:: Goal of the exercise ::
Search the material for lines containing the word "based", and copy each one.

:: Data excerpts ::
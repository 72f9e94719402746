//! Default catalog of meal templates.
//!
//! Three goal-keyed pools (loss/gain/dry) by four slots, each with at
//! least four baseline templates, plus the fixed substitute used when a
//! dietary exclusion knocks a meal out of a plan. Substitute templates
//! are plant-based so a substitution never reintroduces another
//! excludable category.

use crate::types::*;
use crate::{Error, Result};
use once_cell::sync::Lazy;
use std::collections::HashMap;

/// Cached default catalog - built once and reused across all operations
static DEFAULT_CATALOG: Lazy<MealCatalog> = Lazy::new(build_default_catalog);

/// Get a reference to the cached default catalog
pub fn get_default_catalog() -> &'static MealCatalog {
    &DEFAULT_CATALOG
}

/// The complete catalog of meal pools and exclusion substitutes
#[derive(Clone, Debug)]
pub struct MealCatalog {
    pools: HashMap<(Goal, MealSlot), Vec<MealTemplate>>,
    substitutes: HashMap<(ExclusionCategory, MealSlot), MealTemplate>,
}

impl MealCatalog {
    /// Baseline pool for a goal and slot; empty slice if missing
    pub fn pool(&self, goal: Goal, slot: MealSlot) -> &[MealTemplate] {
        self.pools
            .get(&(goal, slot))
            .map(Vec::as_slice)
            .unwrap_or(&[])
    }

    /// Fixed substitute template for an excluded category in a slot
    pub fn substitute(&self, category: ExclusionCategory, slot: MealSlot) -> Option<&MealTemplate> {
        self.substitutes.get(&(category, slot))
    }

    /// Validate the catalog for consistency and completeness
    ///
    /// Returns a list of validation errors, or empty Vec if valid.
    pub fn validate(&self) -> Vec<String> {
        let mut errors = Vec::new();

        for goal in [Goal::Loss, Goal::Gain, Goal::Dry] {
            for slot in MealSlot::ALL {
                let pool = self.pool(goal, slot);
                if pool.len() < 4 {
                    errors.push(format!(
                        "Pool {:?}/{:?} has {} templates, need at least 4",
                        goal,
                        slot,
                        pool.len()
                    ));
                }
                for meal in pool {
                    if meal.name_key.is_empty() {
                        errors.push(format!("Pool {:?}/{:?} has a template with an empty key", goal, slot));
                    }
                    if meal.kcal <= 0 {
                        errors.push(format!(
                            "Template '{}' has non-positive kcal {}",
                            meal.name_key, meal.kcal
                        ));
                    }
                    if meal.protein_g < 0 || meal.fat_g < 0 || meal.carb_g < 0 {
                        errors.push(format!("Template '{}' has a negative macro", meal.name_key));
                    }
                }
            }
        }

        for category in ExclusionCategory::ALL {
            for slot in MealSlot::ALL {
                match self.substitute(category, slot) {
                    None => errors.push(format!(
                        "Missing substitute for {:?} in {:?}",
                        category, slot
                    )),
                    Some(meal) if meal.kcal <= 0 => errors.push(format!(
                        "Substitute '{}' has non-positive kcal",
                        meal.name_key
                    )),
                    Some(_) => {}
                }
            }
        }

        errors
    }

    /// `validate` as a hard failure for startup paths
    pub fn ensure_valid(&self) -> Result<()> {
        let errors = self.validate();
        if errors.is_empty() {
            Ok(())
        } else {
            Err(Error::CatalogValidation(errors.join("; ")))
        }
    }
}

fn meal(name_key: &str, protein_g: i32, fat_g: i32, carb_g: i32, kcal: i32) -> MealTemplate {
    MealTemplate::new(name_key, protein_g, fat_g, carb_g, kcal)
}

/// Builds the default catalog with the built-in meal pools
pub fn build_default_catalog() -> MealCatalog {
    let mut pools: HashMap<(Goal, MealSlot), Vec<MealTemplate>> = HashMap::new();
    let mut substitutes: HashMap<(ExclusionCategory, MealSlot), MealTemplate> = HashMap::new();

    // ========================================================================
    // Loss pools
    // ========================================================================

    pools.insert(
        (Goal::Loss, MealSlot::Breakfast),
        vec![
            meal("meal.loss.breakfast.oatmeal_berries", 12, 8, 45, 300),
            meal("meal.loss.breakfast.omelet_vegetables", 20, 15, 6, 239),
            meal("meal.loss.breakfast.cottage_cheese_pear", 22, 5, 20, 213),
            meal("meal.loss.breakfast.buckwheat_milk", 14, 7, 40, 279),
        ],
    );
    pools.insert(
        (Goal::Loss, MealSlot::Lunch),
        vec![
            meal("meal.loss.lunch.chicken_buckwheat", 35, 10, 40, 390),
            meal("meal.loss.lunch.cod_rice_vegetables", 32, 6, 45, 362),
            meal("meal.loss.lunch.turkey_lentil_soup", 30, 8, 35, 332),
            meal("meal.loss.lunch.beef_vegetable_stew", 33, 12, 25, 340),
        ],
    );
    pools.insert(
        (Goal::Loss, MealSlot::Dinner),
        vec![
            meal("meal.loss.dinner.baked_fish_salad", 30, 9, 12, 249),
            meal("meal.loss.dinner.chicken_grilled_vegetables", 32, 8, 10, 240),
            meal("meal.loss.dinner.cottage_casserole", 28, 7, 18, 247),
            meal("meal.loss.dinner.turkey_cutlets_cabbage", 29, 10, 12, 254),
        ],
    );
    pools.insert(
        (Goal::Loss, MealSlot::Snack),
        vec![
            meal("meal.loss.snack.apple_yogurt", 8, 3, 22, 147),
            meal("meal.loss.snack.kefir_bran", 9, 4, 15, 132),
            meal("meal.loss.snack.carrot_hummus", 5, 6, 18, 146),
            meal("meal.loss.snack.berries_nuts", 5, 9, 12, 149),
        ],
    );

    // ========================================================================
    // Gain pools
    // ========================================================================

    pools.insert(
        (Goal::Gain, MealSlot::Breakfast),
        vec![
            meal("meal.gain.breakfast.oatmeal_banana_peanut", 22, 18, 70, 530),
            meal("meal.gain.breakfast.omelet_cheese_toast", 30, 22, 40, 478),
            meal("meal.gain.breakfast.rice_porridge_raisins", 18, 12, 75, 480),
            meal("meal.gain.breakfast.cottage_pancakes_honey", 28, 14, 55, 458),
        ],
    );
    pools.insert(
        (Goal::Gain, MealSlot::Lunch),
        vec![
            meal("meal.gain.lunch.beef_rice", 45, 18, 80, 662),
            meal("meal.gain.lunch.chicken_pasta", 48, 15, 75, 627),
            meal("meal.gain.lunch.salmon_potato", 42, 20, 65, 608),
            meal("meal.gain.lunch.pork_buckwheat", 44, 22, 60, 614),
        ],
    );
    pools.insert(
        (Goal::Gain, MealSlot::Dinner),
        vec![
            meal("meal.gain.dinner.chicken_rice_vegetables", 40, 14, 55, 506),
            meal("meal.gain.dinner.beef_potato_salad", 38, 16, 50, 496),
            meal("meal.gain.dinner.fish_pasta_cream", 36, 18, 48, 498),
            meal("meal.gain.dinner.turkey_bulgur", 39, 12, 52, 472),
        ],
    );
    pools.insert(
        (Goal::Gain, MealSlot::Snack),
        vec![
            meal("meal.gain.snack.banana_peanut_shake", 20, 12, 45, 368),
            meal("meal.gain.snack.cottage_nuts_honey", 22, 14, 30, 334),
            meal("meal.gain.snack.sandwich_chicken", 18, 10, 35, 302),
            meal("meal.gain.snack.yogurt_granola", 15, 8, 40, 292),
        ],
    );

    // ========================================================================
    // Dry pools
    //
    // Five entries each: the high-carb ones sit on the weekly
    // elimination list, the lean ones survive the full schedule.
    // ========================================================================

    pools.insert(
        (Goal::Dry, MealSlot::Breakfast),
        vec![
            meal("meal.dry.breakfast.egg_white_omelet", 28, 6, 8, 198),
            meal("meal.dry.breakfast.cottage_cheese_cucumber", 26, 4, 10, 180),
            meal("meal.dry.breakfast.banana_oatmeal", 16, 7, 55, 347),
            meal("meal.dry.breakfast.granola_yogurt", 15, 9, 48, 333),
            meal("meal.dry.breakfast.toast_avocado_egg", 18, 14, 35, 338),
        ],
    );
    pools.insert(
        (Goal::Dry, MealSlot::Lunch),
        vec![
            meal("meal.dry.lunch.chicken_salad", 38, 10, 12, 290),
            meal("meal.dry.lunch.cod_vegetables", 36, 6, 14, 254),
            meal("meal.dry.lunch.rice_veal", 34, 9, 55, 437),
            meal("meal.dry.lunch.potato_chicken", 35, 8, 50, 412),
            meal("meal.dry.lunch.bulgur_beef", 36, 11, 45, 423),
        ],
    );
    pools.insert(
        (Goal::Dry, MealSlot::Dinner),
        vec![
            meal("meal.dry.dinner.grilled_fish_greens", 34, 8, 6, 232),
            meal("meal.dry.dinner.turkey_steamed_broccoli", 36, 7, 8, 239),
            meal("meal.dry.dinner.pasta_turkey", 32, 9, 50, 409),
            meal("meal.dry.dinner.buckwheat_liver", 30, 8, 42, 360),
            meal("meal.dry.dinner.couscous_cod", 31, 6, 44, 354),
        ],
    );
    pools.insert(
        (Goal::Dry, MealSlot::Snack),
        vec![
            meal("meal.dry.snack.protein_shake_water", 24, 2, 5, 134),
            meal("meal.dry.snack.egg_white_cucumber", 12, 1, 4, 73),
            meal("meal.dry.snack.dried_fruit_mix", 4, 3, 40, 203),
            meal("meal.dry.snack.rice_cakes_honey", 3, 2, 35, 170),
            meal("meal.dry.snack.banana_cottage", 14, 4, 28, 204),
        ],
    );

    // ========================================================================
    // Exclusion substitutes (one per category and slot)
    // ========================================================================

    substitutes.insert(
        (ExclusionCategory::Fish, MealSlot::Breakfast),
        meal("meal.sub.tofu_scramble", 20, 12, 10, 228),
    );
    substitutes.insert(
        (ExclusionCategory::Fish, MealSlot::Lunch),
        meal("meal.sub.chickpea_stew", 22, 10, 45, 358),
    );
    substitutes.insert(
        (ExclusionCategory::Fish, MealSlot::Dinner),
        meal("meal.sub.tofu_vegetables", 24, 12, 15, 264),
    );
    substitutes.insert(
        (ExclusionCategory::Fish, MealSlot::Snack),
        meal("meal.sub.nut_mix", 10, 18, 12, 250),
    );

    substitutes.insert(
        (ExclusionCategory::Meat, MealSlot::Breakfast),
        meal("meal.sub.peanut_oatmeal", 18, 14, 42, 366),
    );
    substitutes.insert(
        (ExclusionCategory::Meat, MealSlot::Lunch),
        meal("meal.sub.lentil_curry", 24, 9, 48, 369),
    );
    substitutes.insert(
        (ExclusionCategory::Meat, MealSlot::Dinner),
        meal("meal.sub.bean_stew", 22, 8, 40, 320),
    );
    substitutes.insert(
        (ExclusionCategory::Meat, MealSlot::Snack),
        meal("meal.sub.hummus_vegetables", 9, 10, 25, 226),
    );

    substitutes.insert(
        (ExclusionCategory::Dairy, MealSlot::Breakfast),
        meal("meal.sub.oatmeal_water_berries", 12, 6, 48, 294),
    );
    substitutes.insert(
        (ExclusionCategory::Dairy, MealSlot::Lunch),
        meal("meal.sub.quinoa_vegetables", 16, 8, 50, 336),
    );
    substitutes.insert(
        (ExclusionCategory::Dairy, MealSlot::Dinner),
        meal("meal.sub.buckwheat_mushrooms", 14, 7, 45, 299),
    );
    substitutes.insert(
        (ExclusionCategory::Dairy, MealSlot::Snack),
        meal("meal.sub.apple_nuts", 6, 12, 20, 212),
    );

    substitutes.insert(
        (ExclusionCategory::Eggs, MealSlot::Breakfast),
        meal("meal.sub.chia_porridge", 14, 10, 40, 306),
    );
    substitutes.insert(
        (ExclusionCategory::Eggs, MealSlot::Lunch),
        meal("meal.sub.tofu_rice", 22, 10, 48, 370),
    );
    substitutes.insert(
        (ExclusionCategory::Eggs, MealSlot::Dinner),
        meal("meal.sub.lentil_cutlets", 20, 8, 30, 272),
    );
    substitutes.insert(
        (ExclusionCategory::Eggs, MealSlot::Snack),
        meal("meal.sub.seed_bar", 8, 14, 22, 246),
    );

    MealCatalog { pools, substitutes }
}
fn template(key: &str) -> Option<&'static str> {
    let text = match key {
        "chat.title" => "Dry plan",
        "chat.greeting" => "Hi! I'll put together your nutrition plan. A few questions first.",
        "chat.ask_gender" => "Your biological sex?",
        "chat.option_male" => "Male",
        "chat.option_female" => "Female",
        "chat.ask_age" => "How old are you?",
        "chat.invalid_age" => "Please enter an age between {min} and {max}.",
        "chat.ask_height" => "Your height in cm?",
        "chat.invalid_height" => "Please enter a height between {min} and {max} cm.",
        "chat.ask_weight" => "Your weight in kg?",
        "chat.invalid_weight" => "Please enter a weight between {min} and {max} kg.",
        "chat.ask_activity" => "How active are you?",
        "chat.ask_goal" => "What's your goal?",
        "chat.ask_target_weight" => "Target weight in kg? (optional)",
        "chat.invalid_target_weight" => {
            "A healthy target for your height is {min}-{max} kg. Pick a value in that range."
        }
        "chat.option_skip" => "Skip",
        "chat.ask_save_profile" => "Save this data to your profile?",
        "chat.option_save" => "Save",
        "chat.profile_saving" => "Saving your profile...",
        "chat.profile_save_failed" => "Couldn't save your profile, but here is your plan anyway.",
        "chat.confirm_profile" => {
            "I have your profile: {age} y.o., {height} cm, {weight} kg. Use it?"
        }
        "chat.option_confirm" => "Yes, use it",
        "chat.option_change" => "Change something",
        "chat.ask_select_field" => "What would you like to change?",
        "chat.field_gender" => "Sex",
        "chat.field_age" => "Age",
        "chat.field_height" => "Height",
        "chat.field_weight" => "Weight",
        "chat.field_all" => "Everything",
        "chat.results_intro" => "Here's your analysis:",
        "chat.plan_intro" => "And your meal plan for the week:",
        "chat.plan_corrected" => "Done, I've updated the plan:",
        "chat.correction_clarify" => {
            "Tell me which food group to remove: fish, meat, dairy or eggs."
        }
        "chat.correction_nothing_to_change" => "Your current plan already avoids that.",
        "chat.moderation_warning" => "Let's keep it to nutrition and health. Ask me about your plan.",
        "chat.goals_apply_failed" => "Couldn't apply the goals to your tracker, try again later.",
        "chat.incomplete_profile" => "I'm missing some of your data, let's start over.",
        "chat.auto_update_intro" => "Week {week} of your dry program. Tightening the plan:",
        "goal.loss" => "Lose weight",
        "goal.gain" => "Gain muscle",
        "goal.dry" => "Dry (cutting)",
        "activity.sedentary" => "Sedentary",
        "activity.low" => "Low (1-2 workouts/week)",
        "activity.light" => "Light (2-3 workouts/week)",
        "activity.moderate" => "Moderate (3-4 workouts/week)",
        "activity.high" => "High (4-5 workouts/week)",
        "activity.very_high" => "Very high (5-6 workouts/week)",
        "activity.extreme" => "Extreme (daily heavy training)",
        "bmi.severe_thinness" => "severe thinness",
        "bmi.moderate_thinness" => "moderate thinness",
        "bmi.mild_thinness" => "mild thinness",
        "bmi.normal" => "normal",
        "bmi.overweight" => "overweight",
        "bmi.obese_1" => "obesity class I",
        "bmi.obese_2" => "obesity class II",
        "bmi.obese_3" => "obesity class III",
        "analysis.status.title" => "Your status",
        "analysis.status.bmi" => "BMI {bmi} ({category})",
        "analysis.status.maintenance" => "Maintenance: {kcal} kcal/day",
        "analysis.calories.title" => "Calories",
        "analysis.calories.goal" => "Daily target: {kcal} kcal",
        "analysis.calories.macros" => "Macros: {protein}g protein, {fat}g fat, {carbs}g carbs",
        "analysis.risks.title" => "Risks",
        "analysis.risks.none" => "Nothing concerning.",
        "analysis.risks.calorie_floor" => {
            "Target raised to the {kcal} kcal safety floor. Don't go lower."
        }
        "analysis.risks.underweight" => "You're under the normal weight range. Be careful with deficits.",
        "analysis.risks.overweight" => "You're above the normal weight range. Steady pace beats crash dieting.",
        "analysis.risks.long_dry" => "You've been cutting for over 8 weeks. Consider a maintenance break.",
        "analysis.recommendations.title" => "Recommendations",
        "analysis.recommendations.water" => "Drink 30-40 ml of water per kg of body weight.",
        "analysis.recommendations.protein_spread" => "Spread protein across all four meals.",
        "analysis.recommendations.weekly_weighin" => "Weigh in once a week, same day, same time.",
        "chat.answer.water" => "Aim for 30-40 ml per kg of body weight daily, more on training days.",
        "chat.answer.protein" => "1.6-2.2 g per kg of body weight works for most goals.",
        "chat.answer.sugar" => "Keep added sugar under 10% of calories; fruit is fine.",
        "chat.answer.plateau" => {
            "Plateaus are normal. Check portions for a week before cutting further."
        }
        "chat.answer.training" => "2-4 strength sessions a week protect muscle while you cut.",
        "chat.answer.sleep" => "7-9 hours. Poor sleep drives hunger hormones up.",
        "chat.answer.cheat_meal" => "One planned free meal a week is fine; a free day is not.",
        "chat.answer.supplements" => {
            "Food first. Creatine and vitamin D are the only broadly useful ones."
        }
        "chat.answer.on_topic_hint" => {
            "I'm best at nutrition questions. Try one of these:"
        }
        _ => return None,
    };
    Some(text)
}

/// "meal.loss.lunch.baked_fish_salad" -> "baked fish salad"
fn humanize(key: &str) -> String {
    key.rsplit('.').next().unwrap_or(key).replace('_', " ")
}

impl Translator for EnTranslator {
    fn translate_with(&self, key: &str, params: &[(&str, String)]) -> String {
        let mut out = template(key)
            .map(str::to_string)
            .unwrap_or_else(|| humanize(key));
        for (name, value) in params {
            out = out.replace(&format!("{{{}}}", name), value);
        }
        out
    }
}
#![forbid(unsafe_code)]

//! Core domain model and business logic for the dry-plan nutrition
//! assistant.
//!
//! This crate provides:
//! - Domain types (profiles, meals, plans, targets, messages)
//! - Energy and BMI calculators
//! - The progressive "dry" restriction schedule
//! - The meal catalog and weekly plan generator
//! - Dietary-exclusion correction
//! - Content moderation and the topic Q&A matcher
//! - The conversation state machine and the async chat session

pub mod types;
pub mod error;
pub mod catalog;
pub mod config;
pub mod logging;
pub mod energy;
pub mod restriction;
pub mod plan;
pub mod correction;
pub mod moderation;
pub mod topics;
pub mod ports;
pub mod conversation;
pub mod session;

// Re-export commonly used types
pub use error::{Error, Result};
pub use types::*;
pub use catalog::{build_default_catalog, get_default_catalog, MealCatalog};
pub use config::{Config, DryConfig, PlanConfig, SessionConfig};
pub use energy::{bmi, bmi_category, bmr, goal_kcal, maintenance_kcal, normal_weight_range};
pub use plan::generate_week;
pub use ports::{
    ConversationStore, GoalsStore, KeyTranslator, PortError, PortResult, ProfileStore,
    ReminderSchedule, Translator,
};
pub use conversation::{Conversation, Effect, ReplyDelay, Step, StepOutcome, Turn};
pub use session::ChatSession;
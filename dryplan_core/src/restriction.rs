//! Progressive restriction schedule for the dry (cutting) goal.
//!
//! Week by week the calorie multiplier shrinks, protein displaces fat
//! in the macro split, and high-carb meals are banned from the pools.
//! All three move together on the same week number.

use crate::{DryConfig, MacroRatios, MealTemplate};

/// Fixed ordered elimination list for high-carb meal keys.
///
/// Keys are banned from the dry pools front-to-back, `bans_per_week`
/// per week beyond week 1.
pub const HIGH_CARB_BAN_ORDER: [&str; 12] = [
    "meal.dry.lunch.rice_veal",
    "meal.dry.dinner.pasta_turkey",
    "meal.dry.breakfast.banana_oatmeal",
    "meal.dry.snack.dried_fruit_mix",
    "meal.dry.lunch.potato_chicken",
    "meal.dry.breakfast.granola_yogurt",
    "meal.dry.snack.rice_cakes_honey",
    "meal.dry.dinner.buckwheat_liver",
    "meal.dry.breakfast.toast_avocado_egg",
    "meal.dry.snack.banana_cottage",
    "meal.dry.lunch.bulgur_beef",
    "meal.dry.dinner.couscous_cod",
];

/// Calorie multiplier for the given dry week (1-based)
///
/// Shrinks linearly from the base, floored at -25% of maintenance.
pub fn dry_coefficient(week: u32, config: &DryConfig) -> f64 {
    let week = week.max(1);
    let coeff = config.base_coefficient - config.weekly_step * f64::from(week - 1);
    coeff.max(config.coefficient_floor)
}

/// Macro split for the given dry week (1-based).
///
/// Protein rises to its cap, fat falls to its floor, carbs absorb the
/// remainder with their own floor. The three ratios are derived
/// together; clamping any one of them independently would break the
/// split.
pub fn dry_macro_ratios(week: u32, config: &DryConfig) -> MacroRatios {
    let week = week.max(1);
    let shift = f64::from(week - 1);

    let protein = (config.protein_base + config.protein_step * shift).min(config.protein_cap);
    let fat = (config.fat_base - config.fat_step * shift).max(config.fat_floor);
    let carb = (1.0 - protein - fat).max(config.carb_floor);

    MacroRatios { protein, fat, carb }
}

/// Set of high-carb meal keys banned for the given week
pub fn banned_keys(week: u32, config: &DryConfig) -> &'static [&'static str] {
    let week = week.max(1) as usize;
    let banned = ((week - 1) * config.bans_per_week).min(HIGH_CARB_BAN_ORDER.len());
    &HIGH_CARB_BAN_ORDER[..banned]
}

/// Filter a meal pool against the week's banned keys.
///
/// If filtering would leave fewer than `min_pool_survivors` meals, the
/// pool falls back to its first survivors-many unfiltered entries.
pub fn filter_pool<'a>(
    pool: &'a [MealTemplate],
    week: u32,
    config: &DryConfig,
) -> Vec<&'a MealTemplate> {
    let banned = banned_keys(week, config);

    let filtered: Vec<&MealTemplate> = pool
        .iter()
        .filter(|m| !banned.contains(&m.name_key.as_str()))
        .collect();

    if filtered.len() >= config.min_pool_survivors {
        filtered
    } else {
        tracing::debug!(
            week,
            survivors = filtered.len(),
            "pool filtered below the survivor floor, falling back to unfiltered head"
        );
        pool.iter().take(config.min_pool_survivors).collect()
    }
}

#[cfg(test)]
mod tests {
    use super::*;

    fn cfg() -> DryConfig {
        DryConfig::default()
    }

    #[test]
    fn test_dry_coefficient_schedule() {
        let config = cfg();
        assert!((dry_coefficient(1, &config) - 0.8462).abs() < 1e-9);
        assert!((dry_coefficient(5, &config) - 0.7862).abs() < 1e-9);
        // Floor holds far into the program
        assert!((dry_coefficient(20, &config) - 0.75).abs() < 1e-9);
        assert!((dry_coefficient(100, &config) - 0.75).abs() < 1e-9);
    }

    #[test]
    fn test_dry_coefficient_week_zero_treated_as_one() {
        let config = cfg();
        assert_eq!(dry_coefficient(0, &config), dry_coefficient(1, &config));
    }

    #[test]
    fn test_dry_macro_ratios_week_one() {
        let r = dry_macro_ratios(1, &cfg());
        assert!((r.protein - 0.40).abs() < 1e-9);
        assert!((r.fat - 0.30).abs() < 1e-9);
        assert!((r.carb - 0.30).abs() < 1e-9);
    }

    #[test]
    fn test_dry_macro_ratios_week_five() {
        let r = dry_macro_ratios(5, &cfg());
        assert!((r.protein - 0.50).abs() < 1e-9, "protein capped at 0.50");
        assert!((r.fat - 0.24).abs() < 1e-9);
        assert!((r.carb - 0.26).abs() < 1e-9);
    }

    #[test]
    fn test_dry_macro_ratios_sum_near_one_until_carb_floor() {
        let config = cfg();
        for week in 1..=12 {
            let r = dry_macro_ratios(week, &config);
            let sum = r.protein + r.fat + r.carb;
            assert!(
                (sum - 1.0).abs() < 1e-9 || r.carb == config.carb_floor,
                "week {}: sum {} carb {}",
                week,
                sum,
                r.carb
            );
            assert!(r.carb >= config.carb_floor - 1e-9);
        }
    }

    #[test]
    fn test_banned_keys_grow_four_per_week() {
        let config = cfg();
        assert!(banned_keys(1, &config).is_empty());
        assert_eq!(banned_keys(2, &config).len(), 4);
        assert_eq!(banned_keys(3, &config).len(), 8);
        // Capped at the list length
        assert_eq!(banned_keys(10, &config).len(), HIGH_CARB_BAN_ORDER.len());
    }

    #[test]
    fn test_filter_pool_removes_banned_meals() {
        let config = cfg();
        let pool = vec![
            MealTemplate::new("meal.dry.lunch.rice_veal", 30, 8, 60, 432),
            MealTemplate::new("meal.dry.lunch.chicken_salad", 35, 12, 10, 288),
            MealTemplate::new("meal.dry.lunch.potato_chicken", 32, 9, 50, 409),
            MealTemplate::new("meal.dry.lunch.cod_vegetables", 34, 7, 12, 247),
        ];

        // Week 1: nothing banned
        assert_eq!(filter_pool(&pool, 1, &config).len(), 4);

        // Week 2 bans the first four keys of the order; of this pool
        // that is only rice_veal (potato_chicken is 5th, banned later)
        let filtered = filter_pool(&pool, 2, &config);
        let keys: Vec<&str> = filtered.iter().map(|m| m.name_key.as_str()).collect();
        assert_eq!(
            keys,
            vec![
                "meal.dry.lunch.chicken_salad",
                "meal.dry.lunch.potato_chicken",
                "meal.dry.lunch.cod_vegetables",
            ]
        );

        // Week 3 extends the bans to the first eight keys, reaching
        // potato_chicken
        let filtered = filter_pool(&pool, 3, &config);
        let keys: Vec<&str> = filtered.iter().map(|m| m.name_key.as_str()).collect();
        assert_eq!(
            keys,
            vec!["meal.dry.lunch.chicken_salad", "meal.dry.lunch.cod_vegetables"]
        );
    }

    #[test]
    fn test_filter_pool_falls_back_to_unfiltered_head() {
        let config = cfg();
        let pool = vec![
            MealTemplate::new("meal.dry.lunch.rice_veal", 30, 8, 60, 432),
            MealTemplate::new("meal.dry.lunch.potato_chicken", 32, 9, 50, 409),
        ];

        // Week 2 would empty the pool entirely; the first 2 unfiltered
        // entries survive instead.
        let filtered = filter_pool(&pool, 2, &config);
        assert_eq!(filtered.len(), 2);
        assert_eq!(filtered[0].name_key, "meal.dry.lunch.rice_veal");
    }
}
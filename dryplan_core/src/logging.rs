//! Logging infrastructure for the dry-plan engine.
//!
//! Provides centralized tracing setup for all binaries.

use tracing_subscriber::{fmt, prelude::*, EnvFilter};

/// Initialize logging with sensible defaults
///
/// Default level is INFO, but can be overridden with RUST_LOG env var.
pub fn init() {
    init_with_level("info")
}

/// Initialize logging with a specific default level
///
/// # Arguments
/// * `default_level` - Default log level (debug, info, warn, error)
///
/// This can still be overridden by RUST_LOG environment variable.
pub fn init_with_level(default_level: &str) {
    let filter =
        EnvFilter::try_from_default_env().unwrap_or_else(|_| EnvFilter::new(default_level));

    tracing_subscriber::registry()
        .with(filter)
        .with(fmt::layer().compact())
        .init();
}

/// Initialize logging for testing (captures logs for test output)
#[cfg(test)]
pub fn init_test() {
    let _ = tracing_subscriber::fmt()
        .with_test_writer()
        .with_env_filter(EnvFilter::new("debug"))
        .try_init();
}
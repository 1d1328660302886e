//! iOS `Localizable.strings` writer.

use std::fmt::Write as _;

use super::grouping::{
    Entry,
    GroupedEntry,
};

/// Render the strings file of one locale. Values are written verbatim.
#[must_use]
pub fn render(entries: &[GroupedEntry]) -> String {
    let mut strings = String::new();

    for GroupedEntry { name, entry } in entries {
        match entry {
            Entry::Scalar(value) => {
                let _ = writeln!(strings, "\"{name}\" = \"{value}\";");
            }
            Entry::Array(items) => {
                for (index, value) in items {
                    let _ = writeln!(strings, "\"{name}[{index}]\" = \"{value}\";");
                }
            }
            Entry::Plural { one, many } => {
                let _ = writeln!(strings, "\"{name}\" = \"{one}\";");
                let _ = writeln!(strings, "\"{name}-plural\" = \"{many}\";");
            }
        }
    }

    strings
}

:: Reply ::
//! are plant-based so a substitution never reintroduces another
/// Calorie multiplier for the given dry week (1-based)
/// Macro split for the given dry week (1-based).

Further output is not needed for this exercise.